La guerre au Nord ne sonne désormais dans leurs oreilles, à ces bérets multicolores de Bamako et de Kati, que comme un lointain écho cauchemardesque.
« Je suis préoccupé par le Nord », a répété pendant presque un an le capitaine Sanogo, le béret vert qui avait, en mars 2012, détrôné le président malien démocratiquement élu, qui avait promis aux Maliens, pour justifier son putsch, d’aller libérer le Nord-Mali dans les plus brefs délais, mais qui s’était rapidement reconverti dans l’art d’emprisonner, de traquer et de déshabiller les bérets rouges selon ses humeurs, qui avait d’ailleurs menacé de dissoudre ce corps, les accusant de contre-putsch, de terrorisme, de corruption, de détournement de fonds, de haute trahison… Quel chemin parcouru quand on sait que le grand putschiste préoccupé par le Nord, qui n’a curieusement depuis son putsch jamais tiré une seule balle sur le plus étourdi des envahisseurs du Nord, cherche désormais un poste dans l’administration à Bamako, des postes de diplomates à l’étranger et des retraites dorées à Bamako pour ses acolytes, loin du Nord – on se demande ce qu’ils ont fait comme travail pour demander une retraite !

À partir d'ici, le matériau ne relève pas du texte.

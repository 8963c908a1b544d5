//! Reachability probes

use std::time::Duration;

use async_trait::async_trait;
use reqwest::StatusCode;

use crate::config::ConnectivitySettings;

/// A lightweight check of whether the remote backend is reachable.
///
/// Implementations never fail: every error is reported as `false`.
#[async_trait]
pub trait ReachabilityProbe: Send + Sync {
    async fn probe(&self) -> bool;
}

/// Probes `HEAD {base_url}{health_path}` and treats exactly `200 OK` as reachable.
///
/// Non-200 statuses, timeouts, refused connections and DNS failures are all
/// plain failures.
pub struct HttpProbe {
    client: reqwest::Client,
    url: String,
}

impl HttpProbe {
    pub fn new(base_url: &str, health_path: &str, timeout: Duration) -> Result<Self, reqwest::Error> {
        let client = reqwest::Client::builder()
            .timeout(timeout)
            .connect_timeout(timeout)
            .build()?;

        Ok(Self {
            client,
            url: join_url(base_url, health_path),
        })
    }

    pub fn from_settings(settings: &ConnectivitySettings) -> Result<Self, reqwest::Error> {
        Self::new(
            &settings.base_url,
            &settings.health_path,
            Duration::from_secs(settings.probe_timeout_secs),
        )
    }

    /// The URL being probed
    pub fn url(&self) -> &str {
        &self.url
    }
}

#[async_trait]
impl ReachabilityProbe for HttpProbe {
    async fn probe(&self) -> bool {
        match self.client.head(&self.url).send().await {
            Ok(response) => {
                let status = response.status();
                if status != StatusCode::OK {
                    tracing::debug!(url = %self.url, status = %status, "Probe returned unexpected status");
                }
                status == StatusCode::OK
            }
            Err(e) => {
                tracing::debug!(url = %self.url, error = %e, "Probe request failed");
                false
            }
        }
    }
}

fn join_url(base_url: &str, path: &str) -> String {
    format!(
        "{}/{}",
        base_url.trim_end_matches('/'),
        path.trim_start_matches('/')
    )
}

A quoi bon aller encore se battre au Nord quand les frères étourdis de l’armée malienne qui ne savent même pas faire des coup d’Etat s’y battent déjà, quand les soldats français qui adorent tant la mort s’y font déjà tuer, quand les soldats africains du Tchad, du Niger, du Togo… ces hères qui n’ont jamais connu le privilège d’être un putschiste, encore moins l’honneur de porter un béret rouge, affrontent déjà les islamistes ? Moralité de l’histoire : « La couleur d’un béret, qu’elle soit verte ou rouge, ça se savoure dans un bureau, ça se trinque au frais, loin des fronts, loin de la guerre. » Parole de nos bérets rouges et verts. Ceux de Bamako et de Kati.